How to Legally Lower Your Income Tax Bill Next Year
Every Spring I am on the other end of a conversation with a friend or family member who is exasperated about the surprise income tax bill they owed during this latest filing season. There are deep sighs, complaints, and finally a vow to never let this happen again, only to lose sight of the issue and be surprised and upset yet again the next year. Often, the surprise the following year is worse as wages typically go up, these individuals thus land in a higher tax bracket, and the cycle continues.
There are some simple deferral strategies that almost everyone should be utilizing to lower their taxable income. Contributing to your 401K, contributing to an IRA, enrolling in a Health Savings Account are just a few savings vehicles that will allow you to grow your wealth, plan for retirement, and lower your taxable income at the same time.
But what if you have maxed out the allowable contribution amounts to these vehicles? If you have been successful in your career, and are a good saver, there is a high likelihood that you have already utilized these vehicles to their fullest potential, and are looking for the next step.
One often overlooked strategy is to just take less income. If you have less taxable income, you will pay less in taxes. Problem solved. 🙂
Joking aside, there is a legitimate strategy here though. I don’t mean to go to your boss and ask for a demotion. What you should look for is to see if your company has a Non-Qualified Deferred Compensation Plan. With this type of plan, you can defer some of your compensation now, and defer that income to a later date when you actually need it. If you are someone who is facing a high tax bill during filing season, chances are you have been successful in your career, are in a high tax bracket, and additionally, can likely afford to defer some of your income.

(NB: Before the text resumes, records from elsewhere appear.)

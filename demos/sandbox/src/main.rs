// Copyright 2025 eraflo
//
// Licensed under the Apache License, Version 2.0 (the "License");
// you may not use this file except in compliance with the License.
// You may obtain a copy of the License at
//
//     http://www.apache.org/licenses/LICENSE-2.0
//
// Unless required by applicable law or agreed to in writing, software
// distributed under the License is distributed on an "AS IS" BASIS,
// WITHOUT WARRANTIES OR CONDITIONS OF ANY KIND, either express or implied.
// See the License for the specific language governing permissions and
// limitations under the License.

// Cadence sandbox
// Loads a synthetic scene one stage per frame, renders a short camera orbit on
// the headless device and prints the GPU timings of the last frame.

use anyhow::{Context, Result};
use cadence_agents::{FrameOrchestrator, LoadStep};
use cadence_core::{
    AmbientOcclusion, Camera, FrameState, PresentationSurface, RendererConfig, SkyMode, SpotLight,
};
use cadence_infra::{HeadlessDevice, HeadlessSurface};
use cadence_lanes::{MemoryScene, MeshData, StandardLaneFactory, TextureData};
use glam::{Mat4, Quat, Vec3};
use std::sync::Arc;

const WIDTH: u32 = 1280;
const HEIGHT: u32 = 720;
const ORBIT_FRAMES: u32 = 120;

fn demo_scene() -> MemoryScene {
    let mut scene = MemoryScene::new("Cube garden")
        .with_texture(TextureData::solid("Checker", 64, 64, [200, 200, 200, 255]))
        .with_mesh(MeshData::cube(
            "Ground",
            Mat4::from_scale_rotation_translation(
                Vec3::new(10.0, 0.1, 10.0),
                Quat::IDENTITY,
                Vec3::new(0.0, -0.1, 0.0),
            ),
        ));
    for x in -2..=2 {
        for z in -2..=2 {
            let position = Vec3::new(x as f32 * 2.5, 0.5, z as f32 * 2.5);
            scene = scene.with_mesh(MeshData::cube(
                format!("Cube {x},{z}"),
                Mat4::from_translation(position) * Mat4::from_scale(Vec3::splat(0.5)),
            ));
        }
    }
    scene
}

fn frame_at(frame: u32, aspect: f32) -> FrameState {
    let angle = frame as f32 / ORBIT_FRAMES as f32 * std::f32::consts::TAU;
    let eye = Vec3::new(angle.cos() * 12.0, 6.0, angle.sin() * 12.0);
    let spot = |position: Vec3, color: Vec3| {
        SpotLight::looking_at(position, Vec3::ZERO, 50f32.to_radians(), color, 40.0)
    };
    FrameState {
        camera: Camera::look_at(eye, Vec3::ZERO, 60f32.to_radians(), aspect),
        spot_lights: vec![
            spot(Vec3::new(6.0, 8.0, 6.0), Vec3::new(1.0, 0.9, 0.8)),
            spot(Vec3::new(-6.0, 8.0, 6.0), Vec3::new(0.6, 0.7, 1.0)),
            spot(Vec3::new(0.0, 8.0, -8.0), Vec3::ONE),
        ],
        sky: if frame % 2 == 0 {
            SkyMode::Procedural
        } else {
            SkyMode::Cubemap
        },
        ambient_occlusion: AmbientOcclusion::Native,
        draw_light_frustums: frame >= ORBIT_FRAMES / 2,
        ..FrameState::default()
    }
}

fn progress_bar(fraction: f32) -> String {
    let filled = (fraction * 20.0).round() as usize;
    format!("[{}{}]", "#".repeat(filled), ".".repeat(20 - filled.min(20)))
}

fn main() -> Result<()> {
    use env_logger::{Builder, Env};

    Builder::from_env(Env::default().default_filter_or("info")).init();

    let config = match std::env::args().nth(1) {
        Some(path) => RendererConfig::load(&path)
            .with_context(|| format!("loading renderer configuration from {path}"))?,
        None => RendererConfig::from_ron_str(include_str!("../renderer.ron"))
            .context("parsing the built-in renderer configuration")?,
    };

    let device = HeadlessDevice::default();
    let mut surface = HeadlessSurface::new(&device, WIDTH, HEIGHT, config.back_buffer_count)?;
    let mut orchestrator = FrameOrchestrator::new(
        Arc::new(device.clone()),
        &surface,
        config,
        Box::new(StandardLaneFactory),
    )?;

    // --- Stage the scene, rendering a frame between stages ---
    orchestrator.begin_load(Box::new(demo_scene()));
    let aspect = WIDTH as f32 / HEIGHT as f32;
    loop {
        orchestrator.render(&FrameState::default(), &mut surface)?;
        match orchestrator.advance_load()? {
            LoadStep::Continue(progress) => log::info!(
                "Loading {} {:>3.0}% (next: {})",
                progress_bar(progress.fraction),
                progress.fraction * 100.0,
                progress.stage.name()
            ),
            LoadStep::Terminal => break,
        }
    }
    log::info!("Loading {} 100%", progress_bar(1.0));

    // --- Orbit, with a resize halfway through ---
    let mut extent = (WIDTH, HEIGHT);
    for frame in 0..ORBIT_FRAMES {
        if frame == ORBIT_FRAMES / 2 {
            extent = (WIDTH / 2, HEIGHT / 2);
            surface.resize(extent.0, extent.1)?;
            orchestrator.on_resize(extent.0, extent.1)?;
        }
        let stats = orchestrator.render(&frame_at(frame, aspect), &mut surface)?;
        log::debug!(
            "Frame {}: slot {}, {} constant bytes, {} shadow casters",
            stats.frame_number,
            stats.slot,
            stats.constant_bytes_used,
            stats.shadow_casters
        );
    }

    println!(
        "GPU timings after {} frames at {}x{} ({} back buffers):",
        orchestrator.frame_number(),
        extent.0,
        extent.1,
        surface.back_buffer_count()
    );
    for sample in orchestrator.timings() {
        println!("  {:<24} {:>10.2} us", sample.label, sample.microseconds);
    }

    orchestrator.unload();
    orchestrator.destroy();
    surface.destroy();
    Ok(())
}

Each company’s plan may be a little different, but the general idea is that you can defer a portion of your income to a later date of your choosing, have that deferred income invested into what is usually a list of investment vehicles, and then when the date you choose to receive the income (with the investment growth) arrives, you get it. This key to this lowering your taxes owed next year is that whatever income you defer, you are not taxed in the year of the deferral. These plans are used extensively as a way to attract high level employees who want more options to invest their assets and optimize their tax situation.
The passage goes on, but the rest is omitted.